# [Work task]
Copy each line of the records below that has "ReportEvent" in it.

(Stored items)
++++

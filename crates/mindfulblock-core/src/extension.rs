//! Browser-side client of the companion endpoint.
//!
//! The extension keeps a [`RuleCache`] filled by a [`RulePoller`] and
//! reports blocks/overrides with a [`ReportClient`].
//!
//! Polling is fail-open on purpose: when the desktop app is unreachable
//! the last rule list that was fetched keeps being enforced (or none, if
//! nothing was ever fetched), and the next tick simply tries again.

use chrono::{DateTime, Utc};
use reqwest::Client;
use std::sync::{Arc, RwLock};
use std::time::Duration;
use tokio::sync::mpsc::UnboundedReceiver;
use tracing::{debug, info, warn};
use url::Url;

use crate::analytics::ReportEvent;
use crate::error::{ConfigError, Result};
use crate::language::Language;
use crate::protocol::{RuleEntry, RuleList, RuleListResponse};
use crate::rules::matcher::most_specific;
use crate::rules::{RuleMatch, RuleMatcher};

/// Last-known rule list.
#[derive(Debug, Clone, Default)]
pub struct RuleCache {
    list: Option<RuleList>,
    fetched_at: Option<DateTime<Utc>>,
}

impl RuleCache {
    pub fn new() -> Self {
        Self::default()
    }

    pub fn replace(&mut self, list: RuleList, now: DateTime<Utc>) {
        self.list = Some(list);
        self.fetched_at = Some(now);
    }

    pub fn rules(&self) -> &[RuleEntry] {
        self.list.as_ref().map(|l| l.rules.as_slice()).unwrap_or(&[])
    }

    pub fn language(&self) -> Language {
        self.list.as_ref().map(|l| l.language).unwrap_or_default()
    }

    pub fn fetched_at(&self) -> Option<DateTime<Utc>> {
        self.fetched_at
    }
}

impl RuleMatcher for RuleCache {
    fn match_host(&self, hostname: &str) -> Option<RuleMatch> {
        most_specific(hostname, self.rules(), |r| r.domain.as_str()).map(|r| RuleMatch {
            rule_id: None,
            domain: r.domain.clone(),
            mode: r.mode,
        })
    }
}

/// HTTP client for `/rules` and `/report`.
#[derive(Debug, Clone)]
pub struct CompanionClient {
    http: Client,
    base: Url,
}

impl CompanionClient {
    pub fn new(server_url: &str) -> Result<Self> {
        let base = Url::parse(server_url).map_err(|e| ConfigError::InvalidValue {
            key: "extension.server_url".to_string(),
            message: e.to_string(),
        })?;
        Ok(Self {
            http: Client::new(),
            base,
        })
    }

    fn endpoint(&self, path: &str) -> Result<Url> {
        self.base.join(path).map_err(|e| {
            ConfigError::InvalidValue {
                key: "extension.server_url".to_string(),
                message: e.to_string(),
            }
            .into()
        })
    }

    /// Fetch and normalize the rule list, accepting either wire shape.
    pub async fn fetch_rules(&self) -> Result<RuleList> {
        let resp = self
            .http
            .get(self.endpoint("rules")?)
            .send()
            .await?
            .error_for_status()?;
        let body: RuleListResponse = resp.json().await?;
        Ok(body.into_rule_list())
    }

    pub async fn post_report(&self, event: &ReportEvent) -> Result<()> {
        self.http
            .post(self.endpoint("report")?)
            .json(event)
            .send()
            .await?
            .error_for_status()?;
        Ok(())
    }
}

/// Periodically refreshes a shared [`RuleCache`].
pub struct RulePoller {
    client: CompanionClient,
    cache: Arc<RwLock<RuleCache>>,
    interval: Duration,
}

impl RulePoller {
    pub fn new(client: CompanionClient, cache: Arc<RwLock<RuleCache>>, interval: Duration) -> Self {
        Self {
            client,
            cache,
            interval,
        }
    }

    /// One fetch. Returns whether the cache was refreshed; on failure the
    /// cache is left untouched.
    pub async fn poll_once(&self) -> bool {
        match self.client.fetch_rules().await {
            Ok(list) => {
                let count = list.rules.len();
                match self.cache.write() {
                    Ok(mut cache) => cache.replace(list, Utc::now()),
                    Err(_) => {
                        warn!("rule cache lock poisoned");
                        return false;
                    }
                }
                debug!(rules = count, "rule cache refreshed");
                true
            }
            Err(e) => {
                warn!(error = %e, "rule poll failed; keeping last known rules");
                false
            }
        }
    }

    /// Poll forever at the configured interval, starting immediately.
    pub async fn run(self) {
        info!(interval_secs = self.interval.as_secs(), "rule poller started");
        let mut ticker = tokio::time::interval(self.interval);
        loop {
            ticker.tick().await;
            self.poll_once().await;
        }
    }
}

/// Best-effort forwarding of report events.
pub struct ReportClient {
    client: CompanionClient,
}

impl ReportClient {
    pub fn new(client: CompanionClient) -> Self {
        Self { client }
    }

    /// Send one event; errors are logged and dropped.
    pub async fn send(&self, event: &ReportEvent) {
        if let Err(e) = self.client.post_report(event).await {
            warn!(domain = %event.domain, error = %e, "report failed");
        }
    }

    /// Drain a channel fed by an `AnalyticsSink` until every sender is gone.
    pub async fn forward(self, mut rx: UnboundedReceiver<ReportEvent>) {
        while let Some(event) = rx.recv().await {
            self.send(&event).await;
        }
    }
}

#[cfg(test)]
mod tests {
    use super::*;
    use crate::rules::BlockMode;

    fn cache_with(rules: &[(&str, BlockMode)]) -> RuleCache {
        let mut cache = RuleCache::new();
        cache.replace(
            RuleList {
                rules: rules
                    .iter()
                    .map(|(d, m)| RuleEntry {
                        domain: d.to_string(),
                        mode: *m,
                    })
                    .collect(),
                language: Language::En,
            },
            Utc::now(),
        );
        cache
    }

    #[test]
    fn cache_matches_like_the_store() {
        let cache = cache_with(&[("example.com", BlockMode::Hard), ("mail.example.com", BlockMode::FrictionMath)]);
        assert_eq!(cache.match_host("a.mail.example.com").unwrap().mode, BlockMode::FrictionMath);
        assert_eq!(cache.match_host("example.com").unwrap().mode, BlockMode::Hard);
        assert!(cache.match_host("notexample.com").is_none());
        assert_eq!(cache.language(), Language::En);
    }

    #[test]
    fn empty_cache_defaults() {
        let cache = RuleCache::new();
        assert!(cache.rules().is_empty());
        assert_eq!(cache.language(), Language::Vi);
        assert!(cache.match_host("x.com").is_none());
    }

    #[test]
    fn rejects_bad_server_url() {
        assert!(CompanionClient::new("not a url").is_err());
    }

    #[tokio::test]
    async fn poll_accepts_legacy_shape() {
        let mut server = mockito::Server::new_async().await;
        let mock = server
            .mock("GET", "/rules")
            .with_status(200)
            .with_header("content-type", "application/json")
            .with_body(r#"["youtube.com","www.reddit.com"]"#)
            .create_async()
            .await;

        let cache = Arc::new(RwLock::new(RuleCache::new()));
        let poller = RulePoller::new(
            CompanionClient::new(&server.url()).unwrap(),
            cache.clone(),
            Duration::from_secs(30),
        );
        assert!(poller.poll_once().await);
        mock.assert_async().await;

        let cache = cache.read().unwrap();
        assert_eq!(cache.rules().len(), 2);
        assert_eq!(cache.rules()[1].domain, "reddit.com");
        assert_eq!(cache.rules()[0].mode, BlockMode::FrictionMath);
        assert_eq!(cache.language(), Language::Vi);
    }

    #[tokio::test]
    async fn failed_poll_keeps_last_known_rules() {
        let mut server = mockito::Server::new_async().await;
        let ok = server
            .mock("GET", "/rules")
            .with_status(200)
            .with_body(r#"{"rules":[{"domain":"x.com","mode":"friction_wait"}],"language":"en"}"#)
            .expect(1)
            .create_async()
            .await;

        let cache = Arc::new(RwLock::new(RuleCache::new()));
        let poller = RulePoller::new(
            CompanionClient::new(&server.url()).unwrap(),
            cache.clone(),
            Duration::from_secs(30),
        );
        assert!(poller.poll_once().await);
        ok.assert_async().await;
        ok.remove_async().await;

        server
            .mock("GET", "/rules")
            .with_status(500)
            .create_async()
            .await;
        assert!(!poller.poll_once().await);

        let cache = cache.read().unwrap();
        assert_eq!(cache.rules().len(), 1);
        assert_eq!(cache.rules()[0].mode, BlockMode::FrictionWait);
    }

    #[tokio::test]
    async fn report_errors_are_swallowed() {
        let mut server = mockito::Server::new_async().await;
        let mock = server
            .mock("POST", "/report")
            .match_body(mockito::Matcher::Json(serde_json::json!({"type":"block","domain":"x.com"})))
            .with_status(503)
            .create_async()
            .await;

        let reporter = ReportClient::new(CompanionClient::new(&server.url()).unwrap());
        reporter.send(&ReportEvent::block("x.com")).await;
        mock.assert_async().await;

        // Nothing listening at all.
        let offline = ReportClient::new(CompanionClient::new("http://127.0.0.1:9").unwrap());
        offline.send(&ReportEvent::block("x.com")).await;
    }

    #[tokio::test]
    async fn forward_drains_channel() {
        let mut server = mockito::Server::new_async().await;
        let mock = server
            .mock("POST", "/report")
            .with_status(204)
            .expect(2)
            .create_async()
            .await;

        let (tx, rx) = tokio::sync::mpsc::unbounded_channel();
        tx.send(ReportEvent::block("a.com")).unwrap();
        tx.send(ReportEvent::override_granted("a.com")).unwrap();
        drop(tx);
        ReportClient::new(CompanionClient::new(&server.url()).unwrap())
            .forward(rx)
            .await;
        mock.assert_async().await;
    }
}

++++

# [Solution to this problem]
use crate::analytics::ReportEvent;
    pub async fn post_report(&self, event: &ReportEvent) -> Result<()> {
    pub async fn send(&self, event: &ReportEvent) {
    pub async fn forward(self, mut rx: UnboundedReceiver<ReportEvent>) {
        reporter.send(&ReportEvent::block("x.com")).await;
        offline.send(&ReportEvent::block("x.com")).await;
        tx.send(ReportEvent::block("a.com")).unwrap();
        tx.send(ReportEvent::override_granted("a.com")).unwrap();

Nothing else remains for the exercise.